残された課題: 今後の検討課題として、L1196M以外の耐性変異(C1156Y、F1174Vなど)やバイパスシグナル経路活性化の頻度と克服戦略を解明する必要がある。また、連続的または逐次的なALK-TKI使用時における耐性進化のメカニズムをさらに詳細に解析することも重要である。Hsp90阻害薬の臨床応用においては、その選択性(非ALKタンパク質への影響)と副作用プロファイルを詳細に評価することが残された課題である。これらの研究は、クリゾチニブ耐性患者に対する最適な個別化治療戦略を確立するために不可欠である。
方法
EML4-ALK変異体1を発現し、クリゾチニブに高感受性を示すNSCLC細胞株H3122を親株として使用した。この親株を4か月にわたりクリゾチニブ濃度を段階的に上昇させて曝露することで、後天性耐性細胞株を樹立した。具体的には、中間耐性細胞株H3122 CR0.6(600 nMクリゾチニブ存在下で維持)と、完全耐性細胞株H3122 CR(1 µMクリゾチニブ存在下で維持)を樹立した。これらの細胞株は、臨床試験で観察される耐性獲得の段階を模倣する目的で設計された。
EML4-ALK遺伝子増幅の検証には、デュアルカラーFISH (fluorescence in situ hybridization) 法(ALK N末端およびC末端プローブを使用)を実施した。二次変異の同定には、EML4-ALK変異体1の全コーディング配列を対象としたSangerシーケンシングを行った。特にL1196M変異の高感度検出のため、アレル特異的PCRアッセイを開発した。このアッセイは、変異ALKアレルの1%以上を検出可能であり、必要ゲノムDNA量は30 ngであった。このアッセイは、臨床検体における微量な変異検出にも応用可能な診断ツールとしての可能性を持つ。
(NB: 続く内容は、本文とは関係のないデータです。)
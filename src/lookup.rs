//! Read-only questions the booking engine asks about entities it does not own.

use std::sync::Arc;

use async_trait::async_trait;
use dashmap::{DashMap, DashSet};

use crate::model::{MentorId, StudentId, TaskId};

#[async_trait]
pub trait MentorLookup: Send + Sync {
    async fn exists(&self, mentor_id: MentorId) -> bool;

    /// True only if the task exists and belongs to this mentor.
    async fn owns_task(&self, mentor_id: MentorId, task_id: TaskId) -> bool;
}

#[async_trait]
pub trait StudentLookup: Send + Sync {
    async fn exists(&self, student_id: StudentId) -> bool;
}

#[async_trait]
pub trait TaskLookup: Send + Sync {
    /// Session length of the task, or `None` if the task does not exist.
    async fn duration_minutes(&self, task_id: TaskId) -> Option<i64>;
}

/// The three lookups the engine is wired with.
#[derive(Clone)]
pub struct Collaborators {
    pub mentors: Arc<dyn MentorLookup>,
    pub students: Arc<dyn StudentLookup>,
    pub tasks: Arc<dyn TaskLookup>,
}

impl Collaborators {
    /// Use one object for all three lookups.
    pub fn from_directory<D>(directory: Arc<D>) -> Self
    where
        D: MentorLookup + StudentLookup + TaskLookup + 'static,
    {
        Self {
            mentors: directory.clone(),
            students: directory.clone(),
            tasks: directory,
        }
    }
}

#[derive(Debug, Clone, Copy)]
struct TaskEntry {
    mentor_id: MentorId,
    duration_minutes: i64,
}

/// In-process directory of students, mentors and tasks.
#[derive(Debug, Default)]
pub struct InMemoryDirectory {
    students: DashSet<StudentId>,
    mentors: DashSet<MentorId>,
    tasks: DashMap<TaskId, TaskEntry>,
}

impl InMemoryDirectory {
    pub fn new() -> Self {
        Self::default()
    }

    pub fn add_student(&self, id: StudentId) {
        self.students.insert(id);
    }

    pub fn add_mentor(&self, id: MentorId) {
        self.mentors.insert(id);
    }

    /// Register (or redefine) a task owned by `mentor_id`.
    pub fn add_task(&self, id: TaskId, mentor_id: MentorId, duration_minutes: i64) {
        self.tasks.insert(id, TaskEntry { mentor_id, duration_minutes });
    }

    pub fn remove_task(&self, id: TaskId) {
        self.tasks.remove(&id);
    }
}

#[async_trait]
impl MentorLookup for InMemoryDirectory {
    async fn exists(&self, mentor_id: MentorId) -> bool {
        self.mentors.contains(&mentor_id)
    }

    async fn owns_task(&self, mentor_id: MentorId, task_id: TaskId) -> bool {
        self.tasks
            .get(&task_id)
            .is_some_and(|t| t.mentor_id == mentor_id)
    }
}

#[async_trait]
impl StudentLookup for InMemoryDirectory {
    async fn exists(&self, student_id: StudentId) -> bool {
        self.students.contains(&student_id)
    }
}

#[async_trait]
impl TaskLookup for InMemoryDirectory {
    async fn duration_minutes(&self, task_id: TaskId) -> Option<i64> {
        self.tasks.get(&task_id).map(|t| t.duration_minutes)
    }
}
use std::fs::{self, File, OpenOptions};
use std::io::{self, BufReader, BufWriter, Read, Write};
use std::path::{Path, PathBuf};

use tracing::warn;

use crate::model::Event;

/// Larger length prefixes are treated as corruption.
const MAX_ENTRY_BYTES: usize = 16 * 1024 * 1024;

/// Write one entry as `[len][bincode][crc32]`.
fn encode_event(writer: &mut impl Write, event: &Event) -> io::Result<()> {
    let payload =
        bincode::serialize(event).map_err(|e| io::Error::new(io::ErrorKind::InvalidData, e))?;
    let len = u32::try_from(payload.len())
        .map_err(|_| io::Error::new(io::ErrorKind::InvalidData, "journal entry too large"))?;
    writer.write_all(&len.to_le_bytes())?;
    writer.write_all(&payload)?;
    writer.write_all(&crc32fast::hash(&payload).to_le_bytes())?;
    Ok(())
}

/// Read one entry and its size on disk. `Ok(None)` means a clean end, a torn
/// tail, or corruption: in every case nothing after this point can be trusted.
fn decode_event(reader: &mut impl Read) -> io::Result<Option<(Event, u64)>> {
    let mut len_buf = [0u8; 4];
    if !read_or_eof(reader, &mut len_buf)? {
        return Ok(None);
    }
    let len = u32::from_le_bytes(len_buf) as usize;
    if len > MAX_ENTRY_BYTES {
        return Ok(None);
    }
    let mut payload = vec![0u8; len];
    if !read_or_eof(reader, &mut payload)? {
        return Ok(None);
    }
    let mut crc_buf = [0u8; 4];
    if !read_or_eof(reader, &mut crc_buf)? {
        return Ok(None);
    }
    if u32::from_le_bytes(crc_buf) != crc32fast::hash(&payload) {
        return Ok(None);
    }
    let size = (len + 8) as u64;
    Ok(bincode::deserialize::<Event>(&payload).ok().map(|e| (e, size)))
}

fn read_or_eof(reader: &mut impl Read, buf: &mut [u8]) -> io::Result<bool> {
    match reader.read_exact(buf) {
        Ok(()) => Ok(true),
        Err(e) if e.kind() == io::ErrorKind::UnexpectedEof => Ok(false),
        Err(e) => Err(e),
    }
}

/// Append-only booking journal.
///
/// Every append is flushed and fsynced before it returns, so an event that
/// was acknowledged survives a crash. A torn last entry is dropped on replay.
pub struct Wal {
    writer: BufWriter<File>,
    path: PathBuf,
    appends_since_compact: u64,
}

impl Wal {
    pub fn open(path: &Path) -> io::Result<Self> {
        let file = OpenOptions::new().create(true).append(true).open(path)?;
        Ok(Self {
            writer: BufWriter::new(file),
            path: path.to_path_buf(),
            appends_since_compact: 0,
        })
    }

    pub fn path(&self) -> &Path {
        &self.path
    }

    pub fn appends_since_compact(&self) -> u64 {
        self.appends_since_compact
    }

    pub fn append(&mut self, event: &Event) -> io::Result<()> {
        let encoded = encode_event(&mut self.writer, event);
        // Flush even on encode failure so a partial entry is not left sitting
        // in the buffer in front of the next one.
        let flushed = self.flush_sync();
        encoded?;
        flushed?;
        self.appends_since_compact += 1;
        Ok(())
    }

    fn flush_sync(&mut self) -> io::Result<()> {
        self.writer.flush()?;
        self.writer.get_ref().sync_all()
    }

    /// Replace the journal with `events`: write a temp file, fsync, rename
    /// over the live file, reopen.
    pub fn compact(&mut self, events: &[Event]) -> io::Result<()> {
        let tmp_path = self.path.with_extension("wal.tmp");
        {
            let mut writer = BufWriter::new(File::create(&tmp_path)?);
            for event in events {
                encode_event(&mut writer, event)?;
            }
            writer.flush()?;
            writer.get_ref().sync_all()?;
        }
        fs::rename(&tmp_path, &self.path)?;
        let file = OpenOptions::new().create(true).append(true).open(&self.path)?;
        self.writer = BufWriter::new(file);
        self.appends_since_compact = 0;
        Ok(())
    }

    /// All intact events in the journal. A missing file is an empty journal.
    pub fn replay(path: &Path) -> io::Result<Vec<Event>> {
        Ok(Self::scan(path)?.0)
    }

    /// Replay, then cut the file back to the end of its last intact entry.
    /// Run before `open`: appends written behind a torn tail would be
    /// unreachable on the next replay.
    pub fn recover(path: &Path) -> io::Result<Vec<Event>> {
        let (events, intact_len) = Self::scan(path)?;
        let file_len = match fs::metadata(path) {
            Ok(meta) => meta.len(),
            Err(e) if e.kind() == io::ErrorKind::NotFound => return Ok(events),
            Err(e) => return Err(e),
        };
        if file_len > intact_len {
            let file = OpenOptions::new().write(true).open(path)?;
            file.set_len(intact_len)?;
            file.sync_all()?;
            warn!(
                "journal {}: discarded {} bytes of torn or corrupt tail after {} events",
                path.display(),
                file_len - intact_len,
                events.len()
            );
        }
        Ok(events)
    }

    /// Intact events and the byte length they occupy.
    fn scan(path: &Path) -> io::Result<(Vec<Event>, u64)> {
        let file = match File::open(path) {
            Ok(f) => f,
            Err(e) if e.kind() == io::ErrorKind::NotFound => return Ok((Vec::new(), 0)),
            Err(e) => return Err(e),
        };
        let mut reader = BufReader::new(file);
        let mut events = Vec::new();
        let mut intact_len = 0;
        while let Some((event, size)) = decode_event(&mut reader)? {
            events.push(event);
            intact_len += size;
        }
        Ok((events, intact_len))
    }
}

#[cfg(test)]
mod tests {
    use super::*;
    use crate::model::{Booking, BookingStatus};
    use chrono::NaiveDate;
    use ulid::Ulid;

    fn tmp_path(name: &str) -> PathBuf {
        let dir = std::env::temp_dir().join("mentorbook_test_wal");
        fs::create_dir_all(&dir).unwrap();
        let path = dir.join(name);
        let _ = fs::remove_file(&path);
        path
    }

    fn created(mentor_id: u64) -> Event {
        let t = NaiveDate::from_ymd_opt(2030, 5, 1)
            .unwrap()
            .and_hms_opt(10, 0, 0)
            .unwrap();
        Event::BookingCreated {
            booking: Booking {
                id: Ulid::new(),
                student_id: 1,
                mentor_id,
                task_id: 7,
                proposed_start: t,
                duration_minutes: 30,
                status: BookingStatus::Pending,
                created_at: t,
                updated_at: t,
            },
        }
    }

    #[test]
    fn append_and_replay() {
        let path = tmp_path("append_and_replay.wal");
        let first = created(1);
        let id = match &first {
            Event::BookingCreated { booking } => booking.id,
            _ => unreachable!(),
        };
        let events = vec![
            first,
            Event::StatusChanged {
                id,
                mentor_id: 1,
                status: BookingStatus::Accepted,
                at: NaiveDate::from_ymd_opt(2030, 5, 1)
                    .unwrap()
                    .and_hms_opt(11, 0, 0)
                    .unwrap(),
            },
            Event::BookingDeleted { id, mentor_id: 1 },
        ];

        {
            let mut wal = Wal::open(&path).unwrap();
            for e in &events {
                wal.append(e).unwrap();
            }
            assert_eq!(wal.appends_since_compact(), 3);
        }

        assert_eq!(Wal::replay(&path).unwrap(), events);
        let _ = fs::remove_file(&path);
    }

    #[test]
    fn replay_drops_torn_tail() {
        let path = tmp_path("torn_tail.wal");
        let event = created(1);
        {
            let mut wal = Wal::open(&path).unwrap();
            wal.append(&event).unwrap();
        }
        {
            let mut f = OpenOptions::new().append(true).open(&path).unwrap();
            f.write_all(&[9u8, 0, 0, 0, 1, 2]).unwrap();
        }

        assert_eq!(Wal::replay(&path).unwrap(), vec![event]);
        let _ = fs::remove_file(&path);
    }

    #[test]
    fn replay_missing_file_is_empty() {
        let path = tmp_path("missing.wal");
        assert!(Wal::replay(&path).unwrap().is_empty());
    }

    #[test]
    fn replay_stops_at_bad_crc() {
        let path = tmp_path("bad_crc.wal");
        {
            let payload = bincode::serialize(&created(1)).unwrap();
            let mut f = File::create(&path).unwrap();
            f.write_all(&(payload.len() as u32).to_le_bytes()).unwrap();
            f.write_all(&payload).unwrap();
            f.write_all(&0xDEAD_BEEFu32.to_le_bytes()).unwrap();
        }

        assert!(Wal::replay(&path).unwrap().is_empty());
        let _ = fs::remove_file(&path);
    }

    #[test]
    fn compact_shrinks_and_accepts_new_appends() {
        let path = tmp_path("compact.wal");
        let keep = created(1);
        let later = created(2);
        {
            let mut wal = Wal::open(&path).unwrap();
            wal.append(&keep).unwrap();
            for _ in 0..10 {
                let churn = created(1);
                let id = match &churn {
                    Event::BookingCreated { booking } => booking.id,
                    _ => unreachable!(),
                };
                wal.append(&churn).unwrap();
                wal.append(&Event::BookingDeleted { id, mentor_id: 1 }).unwrap();
            }
        }
        let before = fs::metadata(&path).unwrap().len();

        {
            let mut wal = Wal::open(&path).unwrap();
            wal.compact(std::slice::from_ref(&keep)).unwrap();
            assert_eq!(wal.appends_since_compact(), 0);
            wal.append(&later).unwrap();
        }

        let after = fs::metadata(&path).unwrap().len();
        assert!(after < before, "compacted journal should be smaller: {after} < {before}");
        assert_eq!(Wal::replay(&path).unwrap(), vec![keep, later]);
        let _ = fs::remove_file(&path);
    }

    #[test]
    fn recover_truncates_torn_tail_before_appending() {
        let path = tmp_path("recover_torn.wal");
        let first = created(1);
        {
            let mut wal = Wal::open(&path).unwrap();
            wal.append(&first).unwrap();
        }
        let intact = fs::metadata(&path).unwrap().len();
        {
            let mut f = OpenOptions::new().append(true).open(&path).unwrap();
            f.write_all(&[9u8, 0, 0, 0, 1, 2]).unwrap();
        }

        assert_eq!(Wal::recover(&path).unwrap(), vec![first.clone()]);
        assert_eq!(fs::metadata(&path).unwrap().len(), intact);

        let second = created(1);
        {
            let mut wal = Wal::open(&path).unwrap();
            wal.append(&second).unwrap();
        }
        assert_eq!(Wal::replay(&path).unwrap(), vec![first, second]);
        let _ = fs::remove_file(&path);
    }

    #[test]
    fn recover_leaves_clean_journal_alone() {
        let path = tmp_path("recover_clean.wal");
        assert!(Wal::recover(&path).unwrap().is_empty());
        assert!(!path.exists());

        let event = created(3);
        {
            let mut wal = Wal::open(&path).unwrap();
            wal.append(&event).unwrap();
        }
        let len = fs::metadata(&path).unwrap().len();
        assert_eq!(Wal::recover(&path).unwrap(), vec![event]);
        assert_eq!(fs::metadata(&path).unwrap().len(), len);
        let _ = fs::remove_file(&path);
    }
}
ALK依存性の検証には、ALK siRNAによるノックダウン実験と、CellTiter-Glo細胞生存率アッセイ(72時間培養後)を組み合わせて実施した。薬剤感受性評価として、NVP-TAE684(クリゾチニブと構造的に異なる5-クロロ-2,4-ジアミノフェニルピリミジン系化合物)、AP26113(クリゾチニブよりin vitroで約5倍高効力の選択的ALK阻害薬であり、後のブリガチニブの前身)、およびHsp90阻害薬である17-AAGの各薬剤について、CellTiter-Gloアッセイによるin vitroでの細胞生存率評価と、in vivoマウス異種移植モデルを用いた抗腫瘍効果評価を行った。マウスモデルにはn=12 miceを使用し、腫瘍体積の変化を主要評価項目とした。
さらに、704種類のがん細胞株パネルを用いた自動化プラットフォームによる薬剤感受性スクリーニング(200 nMクリゾチニブおよび200 nM NVP-TAE684)を実施し、H3122親株および耐性株の感受性プロファイルを広範な細胞株と比較した。細胞内シグナル伝達経路の変化を評価するため、ウェスタンブロット解析によりリン酸化ALK (pALK)、総ALK、リン酸化AKT (pAKT)、総AKT、リン酸化ERK (pERK)、総ERK、およびアクチンの発現レベルを測定した。アポトーシス誘導の評価も行った。また、Ba/F3細胞にEML4-ALK野生型およびL1196M変異体を発現させた系を用いて、各薬剤の感受性およびin vitroキナーゼアッセイによるKi値測定を行い、薬剤と変異型ALKの結合親和性を評価した。統計解析には、Mann-Whitney U検定およびlog-rank testが用いられた。